Природа актерской души[xxvii]

Никакому самонаблюдению и самоанализу никогда не постичь, как и когда совершается в душе человека таинственный сев чувств, мыслей и образов, определяющих внутренний строй и жизненный путь каждого из нас.

Не знаю и я, как и когда вырос у меня в душе тот совершенно особенный по своему тревожному звуку магический мир, который я упорно связываю с образом какого-то неведомого мне актера, какого-то невиданного мною театра. <…>

Мое построение природы актерской души отнюдь не является научно-объективным исследованием историко-психологического характера. Ни минуты не чувствую я себя связанным хотя и не слишком богатыми, но все же доступными нам биографически-историческими материалами по психологии актерского творчества разных времен и народов. Я строю свою актерскую душу не как историк театра, но как артист и метафизик в миросозерцательно-вольном, артистическом смысле этого философского термина. Я исхожу из самоанализа и стремлюсь не к исторически верному, но внутренне точному воображаемому портрету. Избранный метод я не только не считаю произвольным, я не считаю его и субъективным. Я уверен даже, что он в скрытом виде неизбежно лежит в основе всякого, так называемого научно-объективного исторического исследования. Все научно-объективные ответы истории зависят в последнем счете от наших донаучных и внеисторических личных убеждений. Приступая к историко-психологическому исследованию актерской души, я должен внутренне знать ее природу и ее лицо, иначе мало ли какие документы могу я принять за обязательный материал своего исследования. Не умея в себе самом отличить чистого аристократического звучания от всякого псевдоартистического шума, нельзя произвести выбора и оценки материала, т. е. нельзя завещанные историей факты превратить в материал, достойный научного исследования.

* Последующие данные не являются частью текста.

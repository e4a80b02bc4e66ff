//! # Currency Conversion
//!
//! Converts base-currency amounts into the display currency and renders them
//! the way the dashboard shows money: grouped thousands, no decimals.
//!
//! ## Conversion Flow
//! ```text
//! ┌─────────────────────────────────────────────────────────────────────────┐
//! │  base amount (USD)   rate (KES per USD)     display amount (KES)        │
//! │        100       ×        129.50        =        12950.0                │
//! │                                                     │                   │
//! │                                                     ▼                   │
//! │                                           format_display → "12,950"     │
//! │                                                     │                   │
//! │                                                     ▼                   │
//! │                                  DisplayCurrency::render → "KES 12,950" │
//! └─────────────────────────────────────────────────────────────────────────┘
//! ```
//!
//! The rate is a configured constant (see [`crate::rules::LoyaltyRules`]);
//! there is no live feed.

use serde::{Deserialize, Serialize};
use ts_rs::TS;

use crate::error::{CoreError, CoreResult};
use crate::money::Money;

/// Largest whole display amount `format_display` will render.
const MAX_DISPLAY_AMOUNT: f64 = 9_000_000_000_000_000.0;

/// Converts a base-currency amount to the display currency.
///
/// ## Errors
/// - `InvalidAmount` if `base_amount` is negative or non-finite
/// - `InvalidRate` if `rate` is not a positive finite number
///
/// ## Example
/// ```rust
/// use tuzo_core::currency::to_display_amount;
///
/// assert_eq!(to_display_amount(100.0, 129.5).unwrap(), 12950.0);
/// assert!(to_display_amount(-1.0, 129.5).is_err());
/// ```
pub fn to_display_amount(base_amount: f64, rate: f64) -> CoreResult<f64> {
    check_amount(base_amount)?;
    check_rate(rate)?;

    Ok(base_amount * rate)
}

/// Renders a display amount with comma grouping and zero decimal places.
///
/// Rounds half away from zero (`1234.5` → `"1,235"`).
///
/// ## Example
/// ```rust
/// use tuzo_core::currency::format_display;
///
/// assert_eq!(format_display(12950.0).unwrap(), "12,950");
/// assert_eq!(format_display(999.4).unwrap(), "999");
/// ```
pub fn format_display(display_amount: f64) -> CoreResult<String> {
    check_amount(display_amount)?;

    let rounded = display_amount.round();
    if rounded > MAX_DISPLAY_AMOUNT {
        return Err(CoreError::invalid_amount("display amount is too large to format"));
    }

    Ok(group_thousands(rounded as u64))
}

/// Inserts a comma every three digits from the right.
pub fn group_thousands(value: u64) -> String {
    let digits = value.to_string();
    let mut out = String::with_capacity(digits.len() + digits.len() / 3);

    for (i, ch) in digits.chars().enumerate() {
        if i > 0 && (digits.len() - i) % 3 == 0 {
            out.push(',');
        }
        out.push(ch);
    }

    out
}

fn check_amount(amount: f64) -> CoreResult<()> {
    if !amount.is_finite() {
        return Err(CoreError::invalid_amount("amount must be a finite number"));
    }
    if amount < 0.0 {
        return Err(CoreError::invalid_amount("amount must not be negative"));
    }
    Ok(())
}

fn check_rate(rate: f64) -> CoreResult<()> {
    if !rate.is_finite() || rate <= 0.0 {
        return Err(CoreError::InvalidRate {
            reason: format!("conversion rate must be a positive finite number, got {rate}"),
        });
    }
    Ok(())
}

// =============================================================================
// Display Currency
// =============================================================================

/// A display currency: ISO code plus its fixed rate against the base currency.
#[derive(Debug, Clone, PartialEq, Serialize, Deserialize, TS)]
#[ts(export)]
pub struct DisplayCurrency {
    /// ISO code shown as prefix, e.g. "KES".
    pub code: String,

    /// Display units per base unit.
    pub rate: f64,
}

impl DisplayCurrency {
    /// Creates a display currency after checking the rate.
    pub fn new(code: impl Into<String>, rate: f64) -> CoreResult<Self> {
        check_rate(rate)?;
        Ok(DisplayCurrency {
            code: code.into(),
            rate,
        })
    }

    /// Converts base Money into the display amount.
    pub fn convert(&self, amount: Money) -> CoreResult<f64> {
        to_display_amount(amount.to_major_f64(), self.rate)
    }

    /// Renders base Money as `"<CODE> <grouped amount>"`.
    ///
    /// ## Example
    /// ```rust
    /// use tuzo_core::currency::DisplayCurrency;
    /// use tuzo_core::Money;
    ///
    /// let kes = DisplayCurrency::new("KES", 129.5).unwrap();
    /// assert_eq!(kes.render(Money::from_cents(10_000)).unwrap(), "KES 12,950");
    /// ```
    pub fn render(&self, amount: Money) -> CoreResult<String> {
        let shown = format_display(self.convert(amount)?)?;
        Ok(format!("{} {}", self.code, shown))
    }

    /// Renders an amount that is already in display units.
    pub fn render_display(&self, display_amount: f64) -> CoreResult<String> {
        Ok(format!("{} {}", self.code, format_display(display_amount)?))
    }
}

// =============================================================================
// Unit Tests
// =============================================================================

#[cfg(test)]
mod tests {
    use super::*;

    #[test]
    fn test_hundred_base_units_in_kes() {
        let shown = format_display(to_display_amount(100.0, 129.5).unwrap()).unwrap();
        assert_eq!(shown, "12,950");
    }

    #[test]
    fn test_to_display_amount_rejects_bad_input() {
        assert!(matches!(
            to_display_amount(-5.0, 129.5),
            Err(CoreError::InvalidAmount { .. })
        ));
        assert!(matches!(
            to_display_amount(f64::NAN, 129.5),
            Err(CoreError::InvalidAmount { .. })
        ));
        assert!(matches!(
            to_display_amount(5.0, 0.0),
            Err(CoreError::InvalidRate { .. })
        ));
        assert!(to_display_amount(0.0, 129.5).is_ok());
    }

    #[test]
    fn test_format_display() {
        assert_eq!(format_display(0.0).unwrap(), "0");
        assert_eq!(format_display(999.0).unwrap(), "999");
        assert_eq!(format_display(1000.0).unwrap(), "1,000");
        assert_eq!(format_display(1234.5).unwrap(), "1,235");
        assert_eq!(format_display(1_234_567.2).unwrap(), "1,234,567");

        assert!(format_display(-1.0).is_err());
        assert!(format_display(f64::INFINITY).is_err());
    }

    #[test]
    fn test_group_thousands() {
        assert_eq!(group_thousands(1), "1");
        assert_eq!(group_thousands(12), "12");
        assert_eq!(group_thousands(123_456), "123,456");
        assert_eq!(group_thousands(1_000_000), "1,000,000");
    }

    #[test]
    fn test_render() {
        let kes = DisplayCurrency::new("KES", 129.5).unwrap();
        assert_eq!(kes.render(Money::from_cents(100_000)).unwrap(), "KES 129,500");
        assert_eq!(kes.render_display(30.0).unwrap(), "KES 30");
        assert!(kes.render(Money::from_cents(-1)).is_err());
        assert!(DisplayCurrency::new("KES", f64::NAN).is_err());
    }
}
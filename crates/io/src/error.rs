//! 경계 어댑터 에러 타입
//!
//! [`IoAdapterError`]는 파일/UDP 어댑터에서 발생하는 에러를 표현합니다.
//! 생성 시점 에러(설정, 바인드 실패)는 설정 에러로, 실행 중 에러는 파이프라인 에러로
//! [`EvpipeError`]에 변환됩니다.

use evpipe_core::error::{ConfigError, EvpipeError, PipelineError};

/// 경계 어댑터 도메인 에러
#[derive(Debug, thiserror::Error)]
pub enum IoAdapterError {
    /// 설정 에러
    #[error("config error: {field}: {reason}")]
    Config {
        /// 설정 필드명
        field: String,
        /// 에러 사유
        reason: String,
    },

    /// 소켓 바인드 실패
    #[error("bind failed: {addr}: {reason}")]
    Bind {
        /// 바인드 주소
        addr: String,
        /// 실패 사유
        reason: String,
    },

    /// 원격 주소 연결 실패
    #[error("connect failed: {addr}: {reason}")]
    Connect {
        /// 대상 주소
        addr: String,
        /// 실패 사유
        reason: String,
    },

    /// 출력 파일 생성 실패
    #[error("cannot create output file {path}: {reason}")]
    FileCreate {
        /// 파일 경로
        path: String,
        /// 실패 사유
        reason: String,
    },

    /// I/O 에러
    #[error("io error: {0}")]
    Io(#[from] std::io::Error),
}

impl From<IoAdapterError> for EvpipeError {
    fn from(err: IoAdapterError) -> Self {
        match err {
            IoAdapterError::Config { field, reason } => {
                EvpipeError::Config(ConfigError::InvalidValue { field, reason })
            }
            IoAdapterError::Bind { addr, reason } => EvpipeError::Config(ConfigError::InvalidValue {
                field: "bind".to_owned(),
                reason: format!("{addr}: {reason}"),
            }),
            IoAdapterError::Io(e) => EvpipeError::Io(e),
            other => EvpipeError::Pipeline(PipelineError::TaskFailed(other.to_string())),
        }
    }
}
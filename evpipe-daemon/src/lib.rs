//! evpipe daemon library.
//!
//! This library exposes internal modules for integration testing.
//! In production, `evpipe-daemon` is used as a binary (main.rs).

pub mod cli;
pub mod logging;
pub mod metrics_server;
pub mod orchestrator;
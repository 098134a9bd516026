//! 파일 싱크 — 인코딩한 레코드를 파일에 쓰고 일정 주기로 새 파일로 회전합니다.
//!
//! 파일 이름은 `folder` 아래에 `file_name_format`(chrono strftime 패턴)을 현재 시각으로
//! 렌더링해 정합니다. 매 수신 전에 `rotate_seconds`가 지났는지 확인하고, 지났으면
//! 기존 파일을 flush/닫고 새 파일을 엽니다. 같은 이름의 파일이 있으면 이어 씁니다.
//!
//! ```toml
//! [[stages]]
//! module = "FileCSVOutput"
//! folder = "/var/log/evpipe"
//! file_name_format = "flows-%Y%m%d-%H%M.csv"
//! rotate_seconds = 300
//! headers = ["src", "dst", "_src_asn"]
//! ```
//!
//! 인코딩/쓰기 실패는 로그를 남기고 해당 레코드를 버립니다.
//! 파일을 만들 수 없으면 스테이지가 에러로 종료됩니다.

use std::fmt::Write as _;
use std::path::{Path, PathBuf};
use std::sync::Arc;
use std::time::{Duration, Instant};

use serde::Deserialize;
use tokio::io::AsyncWriteExt;

use evpipe_core::codec::{CodecKind, LineCodec};
use evpipe_core::component::{BoxFuture, Component, ComponentBase, EventReceiver, EventSender};
use evpipe_core::config::{Options, parse_options, stats_every};
use evpipe_core::error::EvpipeError;
use evpipe_core::metrics as m;

use crate::error::IoAdapterError;

/// JSON 파일 싱크 등록 이름
pub const FILE_JSON_OUTPUT: &str = "FileJSONOutput";

/// CSV 파일 싱크 등록 이름
pub const FILE_CSV_OUTPUT: &str = "FileCSVOutput";

/// 파일 싱크 옵션
#[derive(Debug, Clone, Deserialize)]
#[serde(default)]
pub struct FileSinkOptions {
    /// 출력 디렉토리
    pub folder: String,
    /// 파일 이름 패턴 (chrono strftime)
    pub file_name_format: String,
    /// 회전 주기 (초)
    pub rotate_seconds: u64,
}

impl Default for FileSinkOptions {
    fn default() -> Self {
        Self {
            folder: "/tmp".to_owned(),
            file_name_format: "evpipe-%Y%m%d-%H%M%S.log".to_owned(),
            rotate_seconds: 60,
        }
    }
}

impl FileSinkOptions {
    /// 옵션 값을 검증합니다.
    pub fn validate(&self, stage: &str) -> Result<(), IoAdapterError> {
        if self.folder.trim().is_empty() {
            return Err(IoAdapterError::Config {
                field: format!("{stage}.folder"),
                reason: "must not be empty".to_owned(),
            });
        }
        if self.rotate_seconds == 0 {
            return Err(IoAdapterError::Config {
                field: format!("{stage}.rotate_seconds"),
                reason: "must be at least 1".to_owned(),
            });
        }
        render_file_name(&self.file_name_format, chrono::Local::now()).map_err(|_| {
            IoAdapterError::Config {
                field: format!("{stage}.file_name_format"),
                reason: format!("invalid time pattern '{}'", self.file_name_format),
            }
        })?;
        Ok(())
    }
}

/// 시각을 파일 이름 패턴으로 렌더링합니다.
pub fn render_file_name<Tz>(pattern: &str, now: chrono::DateTime<Tz>) -> Result<String, std::fmt::Error>
where
    Tz: chrono::TimeZone,
    Tz::Offset: std::fmt::Display,
{
    let mut name = String::new();
    write!(name, "{}", now.format(pattern))?;
    if name.is_empty() || name.contains('/') {
        return Err(std::fmt::Error);
    }
    Ok(name)
}

/// 시간 기반으로 회전하는 출력 파일
struct RotatingFile {
    folder: PathBuf,
    pattern: String,
    period: Duration,
    current: Option<(PathBuf, tokio::fs::File)>,
    opened_at: Instant,
}

impl RotatingFile {
    fn new(options: &FileSinkOptions) -> Self {
        Self {
            folder: PathBuf::from(&options.folder),
            pattern: options.file_name_format.clone(),
            period: Duration::from_secs(options.rotate_seconds),
            current: None,
            opened_at: Instant::now(),
        }
    }

    fn due(&self) -> bool {
        self.current.is_none() || self.opened_at.elapsed() >= self.period
    }

    async fn rotate(&mut self, tag: &str) -> Result<(), IoAdapterError> {
        self.close(tag).await;

        let name = render_file_name(&self.pattern, chrono::Local::now()).map_err(|_| {
            IoAdapterError::FileCreate {
                path: self.folder.display().to_string(),
                reason: format!("cannot render pattern '{}'", self.pattern),
            }
        })?;
        let path = self.folder.join(name);
        let file = tokio::fs::OpenOptions::new()
            .create(true)
            .append(true)
            .open(&path)
            .await
            .map_err(|e| IoAdapterError::FileCreate {
                path: path.display().to_string(),
                reason: e.to_string(),
            })?;

        tracing::info!(stage = tag, path = %path.display(), "opened output file");
        self.current = Some((path, file));
        self.opened_at = Instant::now();
        Ok(())
    }

    async fn write(&mut self, data: &[u8]) -> std::io::Result<()> {
        match self.current.as_mut() {
            Some((_, file)) => file.write_all(data).await,
            None => Err(std::io::Error::other("no output file open")),
        }
    }

    async fn close(&mut self, tag: &str) {
        let Some((path, mut file)) = self.current.take() else {
            return;
        };
        if let Err(e) = file.flush().await {
            tracing::warn!(stage = tag, path = %path.display(), error = %e, "flush failed");
        }
        if let Err(e) = file.sync_all().await {
            tracing::warn!(stage = tag, path = %path.display(), error = %e, "sync failed");
        }
        tracing::debug!(stage = tag, path = %path.display(), "closed output file");
    }

    fn path(&self) -> Option<&Path> {
        self.current.as_ref().map(|(p, _)| p.as_path())
    }
}

/// 회전 파일 싱크 (코덱은 생성 시 주입)
pub struct FileOutput {
    base: ComponentBase,
    codec: Box<dyn LineCodec>,
    options: FileSinkOptions,
}

impl FileOutput {
    /// 옵션을 검증하고 지정한 코덱으로 싱크를 생성합니다.
    pub fn new(
        module: &str,
        tag: &str,
        kind: CodecKind,
        input: Option<EventReceiver>,
        output: Option<EventSender>,
        options: &Options,
    ) -> Result<Self, EvpipeError> {
        let sink_options: FileSinkOptions = parse_options(module, options)?;
        sink_options.validate(module)?;
        let codec = kind.build(module, options)?;

        if input.is_none() {
            return Err(IoAdapterError::Config {
                field: module.to_owned(),
                reason: "requires an input channel (cannot be the first stage)".to_owned(),
            }
            .into());
        }

        tracing::info!(
            stage = tag,
            folder = %sink_options.folder,
            pattern = %sink_options.file_name_format,
            rotate_seconds = sink_options.rotate_seconds,
            codec = codec.name(),
            "creating file sink"
        );
        Ok(Self {
            base: ComponentBase::new(tag, input, output).with_stats_every(stats_every(options)),
            codec,
            options: sink_options,
        })
    }

    /// `FileJSONOutput` 생성자
    pub fn build_json(
        input: Option<EventReceiver>,
        output: Option<EventSender>,
        options: &Options,
    ) -> Result<Arc<dyn Component>, EvpipeError> {
        Ok(Arc::new(Self::new(
            FILE_JSON_OUTPUT,
            "OUT-FILE-JSON",
            CodecKind::Json,
            input,
            output,
            options,
        )?))
    }

    /// `FileCSVOutput` 생성자
    pub fn build_csv(
        input: Option<EventReceiver>,
        output: Option<EventSender>,
        options: &Options,
    ) -> Result<Arc<dyn Component>, EvpipeError> {
        Ok(Arc::new(Self::new(
            FILE_CSV_OUTPUT,
            "OUT-FILE-CSV",
            CodecKind::Csv,
            input,
            output,
            options,
        )?))
    }

    async fn process(&self, file: &mut RotatingFile) -> Result<(), EvpipeError> {
        let tag = self.base.tag();
        while !self.base.should_stop() {
            if file.due() {
                file.rotate(tag).await?;
            }

            let Some(event) = self.base.next_event().await else {
                break;
            };

            match self.codec.encode(&event.data) {
                Ok(bytes) => match file.write(&bytes).await {
                    Ok(()) => {
                        metrics::counter!(m::SINK_RECORDS_TOTAL, m::LABEL_STAGE => tag.to_owned())
                            .increment(1);
                    }
                    Err(e) => {
                        tracing::error!(stage = tag, path = ?file.path(), error = %e, "failed to write record");
                    }
                },
                Err(e) => {
                    metrics::counter!(m::CODEC_ERRORS_TOTAL, m::LABEL_STAGE => tag.to_owned(), m::LABEL_CODEC => self.codec.name())
                        .increment(1);
                    tracing::error!(stage = tag, error = %e, "failed to encode record");
                }
            }

            self.base.forward(event).await?;
            self.base.stats_add_message();
            self.base.print_stats();
        }
        Ok(())
    }
}

impl Component for FileOutput {
    fn base(&self) -> &ComponentBase {
        &self.base
    }

    fn run(self: Arc<Self>) -> BoxFuture<'static, Result<(), EvpipeError>> {
        Box::pin(async move {
            tracing::debug!(stage = %self.tag(), "file sink starting");
            let mut file = RotatingFile::new(&self.options);
            let result = self.process(&mut file).await;
            file.close(self.tag()).await;
            tracing::info!(stage = %self.tag(), written = self.base.messages(), "file sink stopping");
            result
        })
    }
}

impl std::fmt::Debug for FileOutput {
    fn fmt(&self, f: &mut std::fmt::Formatter<'_>) -> std::fmt::Result {
        f.debug_struct("FileOutput")
            .field("base", &self.base)
            .field("codec", &self.codec.name())
            .field("options", &self.options)
            .finish()
    }
}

Это не подлежит сомнению, но можно идти и дальше.

В афоризме Риккерта[xxviii] «jedes Urteil ist ein Vorurteil»[19] верен не только его точный гносеологический смысл — всякая теоретическая {54} истина укреплена в сверхтеоретической или дотеоретической сфере, — верна в нем в применении к вопросам артистического миросозерцания и та мысль, что передается непереводимою игрою слов, — мысль, что всякое суждение основано на предрассудке. Пристрастие же — оличенные страсти. Но в оличении страсти одна из первых возможностей их эстетической объективации. Шекспировская ревность только потому и объективна, что мы называем ее именем Отелло.

К вопросам искусства можно, конечно, подходить теоретически и научно; в аспекте такого научно-теоретического подхода все личное будет излишне, как субъективное и произвольное. Но можно подходить и иначе: так, как пытаюсь подходить я, т. е. подходить, не уходя из плоскости артистического творчества. При таком подходе личный характер моих рассуждений и построений не только допустим, но обязателен, ибо оличение всего — материала, мыслей и чувств — означает в сфере артистического творчества не субъективность и произвол, но истину и объективность.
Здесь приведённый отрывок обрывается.